A 52-year-old man presented with acute abdominal pain after drinking, steatorrhea, weight loss and accidentally melena in the past 2 mo. He underwent ultrasound-guided fine needle aspiration in other hospital and diagnosed with pancreatic pseudocysts. Ultrasonography imaging, in our department, appeared as cystic heterogeneous hypoechoic area with the size of 4.7 cm × 3.8 cm that located posterior to the body and tail of pancreas, adjacent to splenic vein associated with thrombosis resulted from compression. Spleen incrassated to approximately 7.3 cm, but no dilation of main portal vein was presented. Color Doppler Flow Imaging demonstrated the formation of splenic venous collateral, nevertheless no significantly flow signals was observed in splenic vein. Pulsed Doppler revealed that the peak velocity of splenic venous collateral was 18.4 cm/s with continuous waveform. Laparotomy confirmed sinistral portal hypertension associated with pancreatic pseudocysts, subsequently distal pancreatectomy combined with splenectomy and partial gastrectomy was performed.

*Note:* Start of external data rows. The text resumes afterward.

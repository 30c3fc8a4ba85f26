//! Instruction representation (`spec.md` §3).

use crate::base::{SlabId, define_slab_id};
use crate::ir::{Opcode, Operand};
use smallvec::SmallVec;

define_slab_id!(
    /// Handle to an [`Instruction`] inside a [`crate::ir::Function`]'s
    /// instruction arena. Also serves as the "defining instruction" that a
    /// `Operand::Reg` points at — dereferencing is the only way to reach
    /// an instruction's result, so results can never be confused with a
    /// raw name/address (§9, "Instruction identity after renaming").
    InstID -> Instruction
);

/// One instruction: a monotone "name" (used as its pseudo-register and, for
/// the frontend/emitter, the source address), an opcode, and zero to two
/// operands.
#[derive(Debug, Clone)]
pub struct Instruction {
    /// The instruction's address/name as last assigned by a renumbering
    /// pass (§4.10). Never assumed dense or contiguous by any pass other
    /// than the renumbering pass itself. `-1` for an instruction
    /// synthesized by a pass and not yet renumbered.
    pub name: i64,
    pub opcode: Opcode,
    pub operands: SmallVec<[Operand; 2]>,
}

impl Instruction {
    pub fn new(name: i64, opcode: Opcode, operands: impl IntoIterator<Item = Operand>) -> Self {
        Self { name, opcode, operands: operands.into_iter().collect() }
    }

    pub fn with_arity(name: i64, opcode: Opcode) -> Self {
        let arity = opcode.arity();
        let operands = SmallVec::from_elem(Operand::const_value(0), arity);
        Self { name, opcode, operands }
    }

    pub fn operand(&self, slot: usize) -> Option<&Operand> {
        self.operands.get(slot)
    }

    pub fn operand_mut(&mut self, slot: usize) -> Option<&mut Operand> {
        self.operands.get_mut(slot)
    }

    /// For a `MOVE`, the destination `LOCAL` (operand slot 1), if any
    /// (§4.4: "if the instruction is a MOVE whose destination is a
    /// LOCAL").
    pub fn move_dest_local(&self) -> Option<crate::ir::LocalID> {
        if self.opcode != Opcode::Move {
            return None;
        }
        self.operands.get(1)?.as_local()
    }

    /// The SSA index stamped on a `MOVE`'s destination `LOCAL`, if any.
    pub fn move_dest_ssa(&self) -> Option<i32> {
        if self.opcode != Opcode::Move {
            return None;
        }
        match self.operands.get(1)? {
            Operand::Local { ssa, .. } => Some(*ssa),
            _ => None,
        }
    }

    pub fn branch_target(&self) -> Option<crate::ir::BlockID> {
        let slot = self.opcode.branch_target_slot()?;
        self.operands.get(slot)?.as_label()
    }

    pub fn set_branch_target(&mut self, block: crate::ir::BlockID) {
        if let Some(slot) = self.opcode.branch_target_slot() {
            if let Some(op) = self.operands.get_mut(slot) {
                *op = Operand::Label(block);
            }
        }
    }

    /// Turns this instruction into a `NOP`, preserving its `name` (§4.8:
    /// "rewrite each non-live instruction to NOP (preserving its name)").
    pub fn erase_to_nop(&mut self) {
        self.opcode = Opcode::Nop;
        self.operands.clear();
    }

    pub fn is_nop(&self) -> bool {
        self.opcode == Opcode::Nop
    }
}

It’s important clinically to know the ultrasound appearance of sinistral portal hypertension associated with pancreatic pseudocysts for sonographer and physician.
Core Tip: Sinistral portal hypertension associated with pancreatic pseudocysts is rare, caused by compression of splenic vein, the follow-up examinations by ultrasonography for early diagnosis are quietly necessary since haematemesis, a life-threatening condition, which highlights the significance of ultrasonography imaging.